What this task involves
Return all of the entries, keeping every word and mark as it is.

[Record set]

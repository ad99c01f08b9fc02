//! Tests for GatewaySet parsing and validation

use super::*;
use k8s_openapi::apimachinery::pkg::util::intstr::IntOrString;
use kube::CustomResourceExt;

fn spec() -> GatewaySetSpec {
    GatewaySetSpec::default()
}

#[test]
fn test_empty_spec_uses_defaults() {
    let spec: GatewaySetSpec = serde_yaml::from_str("{}").unwrap();

    assert_eq!(spec, GatewaySetSpec::default());
    assert!(spec.gateways.ingress.enabled);
    assert!(spec.gateways.egress.enabled);
    assert!(!spec.gateways.k8s_ingress.enabled);
    assert!(!spec.default_pod_disruption_budget.enabled);
    assert_eq!(spec.gateways.ingress.max_replicas, 5);
}

#[test]
fn test_camel_case_fields() {
    let yaml = r#"
proxyImage: registry.local/proxyv2:1.2.0
imagePullPolicy: IfNotPresent
gateways:
  ingress:
    replicaCount: 2
    targetCpuUtilizationPercentage: 60
    serviceType: NodePort
    ports:
      - name: http
        port: 80
        targetPort: 8080
  k8sIngress:
    enabled: true
defaultPodDisruptionBudget:
  enabled: true
  maxUnavailable: 1
"#;
    let spec: GatewaySetSpec = serde_yaml::from_str(yaml).unwrap();

    assert_eq!(spec.image_pull_policy.as_deref(), Some("IfNotPresent"));
    let ingress = &spec.gateways.ingress;
    assert_eq!(ingress.replica_count, 2);
    assert_eq!(ingress.target_cpu_utilization_percentage, 60);
    assert_eq!(ingress.ports[0].container_port(), 8080);
    assert_eq!(ingress.ports[0].protocol, "TCP");
    assert!(spec.gateways.k8s_ingress.enabled);
    assert_eq!(
        spec.default_pod_disruption_budget.max_unavailable,
        Some(IntOrString::Int(1))
    );
    assert!(spec.validate().is_ok());
}

#[test]
fn test_default_spec_is_valid() {
    assert!(spec().validate().is_ok());
}

#[test]
fn test_empty_image_rejected() {
    let mut s = spec();
    s.proxy_image = " ".to_string();
    assert!(s.validate().is_err());
}

#[test]
fn test_inverted_replica_bounds_rejected() {
    let mut s = spec();
    s.gateways.egress.min_replicas = 4;
    s.gateways.egress.max_replicas = 2;
    let err = s.validate().unwrap_err();
    assert!(err.contains("gateways.egress.minReplicas"), "{err}");
}

#[test]
fn test_disabled_gateway_not_validated() {
    let mut s = spec();
    s.gateways.egress.enabled = false;
    s.gateways.egress.min_replicas = 0;
    assert!(s.validate().is_ok());
}

#[test]
fn test_cpu_target_out_of_range_rejected() {
    let mut s = spec();
    s.gateways.ingress.target_cpu_utilization_percentage = 0;
    assert!(s.validate().is_err());
}

#[test]
fn test_duplicate_port_names_rejected() {
    let mut s = spec();
    s.gateways.ingress.ports = vec![
        GatewayPort::new("http", 80, 80),
        GatewayPort::new("http", 8080, 8080),
    ];
    let err = s.validate().unwrap_err();
    assert!(err.contains("duplicate port name http"), "{err}");
}

#[test]
fn test_port_out_of_range_rejected() {
    let mut s = spec();
    s.gateways.ingress.ports = vec![GatewayPort::new("http", 70000, 80)];
    assert!(s.validate().is_err());
}

#[test]
fn test_pdb_with_both_bounds_rejected() {
    let mut s = spec();
    s.default_pod_disruption_budget.enabled = true;
    s.default_pod_disruption_budget.min_available = Some(IntOrString::Int(1));
    s.default_pod_disruption_budget.max_unavailable = Some(IntOrString::Int(1));
    let err = s.validate().unwrap_err();
    assert!(err.contains("minAvailable and maxUnavailable"), "{err}");

    s.default_pod_disruption_budget.max_unavailable = None;
    assert!(s.validate().is_ok());

    s.default_pod_disruption_budget.enabled = false;
    s.default_pod_disruption_budget.max_unavailable = Some(IntOrString::Int(1));
    assert!(s.validate().is_ok());
}

#[test]
fn test_crd_metadata() {
    let crd = GatewaySet::crd();
    assert_eq!(crd.spec.group, "gateways.meshops.io");
    assert_eq!(crd.spec.names.kind, "GatewaySet");
    assert_eq!(crd.spec.names.plural, "gatewaysets");
    assert_eq!(crd.spec.scope, "Namespaced");
}

#[test]
fn test_config_state_display() {
    assert_eq!(ConfigState::ReconcileFailed.to_string(), "ReconcileFailed");
    let json = serde_json::to_value(ConfigState::Available).unwrap();
    assert_eq!(json, "Available");
}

[/Record set]

Response area
repository ad99c01f08b9fc02
//! Tests for GatewaySet parsing and validation

use super::*;
use k8s_openapi::apimachinery::pkg::util::intstr::IntOrString;
use kube::CustomResourceExt;

fn spec() -> GatewaySetSpec {
    GatewaySetSpec::default()
}

#[test]
fn test_empty_spec_uses_defaults() {
    let spec: GatewaySetSpec = serde_yaml::from_str("{}").unwrap();

    assert_eq!(spec, GatewaySetSpec::default());
    assert!(spec.gateways.ingress.enabled);
    assert!(spec.gateways.egress.enabled);
    assert!(!spec.gateways.k8s_ingress.enabled);
    assert!(!spec.default_pod_disruption_budget.enabled);
    assert_eq!(spec.gateways.ingress.max_replicas, 5);
}

#[test]
fn test_camel_case_fields() {
    let yaml = r#"
proxyImage: registry.local/proxyv2:1.2.0
imagePullPolicy: IfNotPresent
gateways:
  ingress:
    replicaCount: 2
    targetCpuUtilizationPercentage: 60
    serviceType: NodePort
    ports:
      - name: http
        port: 80
        targetPort: 8080
  k8sIngress:
    enabled: true
defaultPodDisruptionBudget:
  enabled: true
  maxUnavailable: 1
"#;
    let spec: GatewaySetSpec = serde_yaml::from_str(yaml).unwrap();

    assert_eq!(spec.image_pull_policy.as_deref(), Some("IfNotPresent"));
    let ingress = &spec.gateways.ingress;
    assert_eq!(ingress.replica_count, 2);
    assert_eq!(ingress.target_cpu_utilization_percentage, 60);
    assert_eq!(ingress.ports[0].container_port(), 8080);
    assert_eq!(ingress.ports[0].protocol, "TCP");
    assert!(spec.gateways.k8s_ingress.enabled);
    assert_eq!(
        spec.default_pod_disruption_budget.max_unavailable,
        Some(IntOrString::Int(1))
    );
    assert!(spec.validate().is_ok());
}

#[test]
fn test_default_spec_is_valid() {
    assert!(spec().validate().is_ok());
}

#[test]
fn test_empty_image_rejected() {
    let mut s = spec();
    s.proxy_image = " ".to_string();
    assert!(s.validate().is_err());
}

#[test]
fn test_inverted_replica_bounds_rejected() {
    let mut s = spec();
    s.gateways.egress.min_replicas = 4;
    s.gateways.egress.max_replicas = 2;
    let err = s.validate().unwrap_err();
    assert!(err.contains("gateways.egress.minReplicas"), "{err}");
}

#[test]
fn test_disabled_gateway_not_validated() {
    let mut s = spec();
    s.gateways.egress.enabled = false;
    s.gateways.egress.min_replicas = 0;
    assert!(s.validate().is_ok());
}

#[test]
fn test_cpu_target_out_of_range_rejected() {
    let mut s = spec();
    s.gateways.ingress.target_cpu_utilization_percentage = 0;
    assert!(s.validate().is_err());
}

#[test]
fn test_duplicate_port_names_rejected() {
    let mut s = spec();
    s.gateways.ingress.ports = vec![
        GatewayPort::new("http", 80, 80),
        GatewayPort::new("http", 8080, 8080),
    ];
    let err = s.validate().unwrap_err();
    assert!(err.contains("duplicate port name http"), "{err}");
}

#[test]
fn test_port_out_of_range_rejected() {
    let mut s = spec();
    s.gateways.ingress.ports = vec![GatewayPort::new("http", 70000, 80)];
    assert!(s.validate().is_err());
}

#[test]
fn test_pdb_with_both_bounds_rejected() {
    let mut s = spec();
    s.default_pod_disruption_budget.enabled = true;
    s.default_pod_disruption_budget.min_available = Some(IntOrString::Int(1));
    s.default_pod_disruption_budget.max_unavailable = Some(IntOrString::Int(1));
    let err = s.validate().unwrap_err();
    assert!(err.contains("minAvailable and maxUnavailable"), "{err}");

    s.default_pod_disruption_budget.max_unavailable = None;
    assert!(s.validate().is_ok());

    s.default_pod_disruption_budget.enabled = false;
    s.default_pod_disruption_budget.max_unavailable = Some(IntOrString::Int(1));
    assert!(s.validate().is_ok());
}

#[test]
fn test_crd_metadata() {
    let crd = GatewaySet::crd();
    assert_eq!(crd.spec.group, "gateways.meshops.io");
    assert_eq!(crd.spec.names.kind, "GatewaySet");
    assert_eq!(crd.spec.names.plural, "gatewaysets");
    assert_eq!(crd.spec.scope, "Namespaced");
}

#[test]
fn test_config_state_display() {
    assert_eq!(ConfigState::ReconcileFailed.to_string(), "ReconcileFailed");
    let json = serde_json::to_value(ConfigState::Available).unwrap();
    assert_eq!(json, "Available");
}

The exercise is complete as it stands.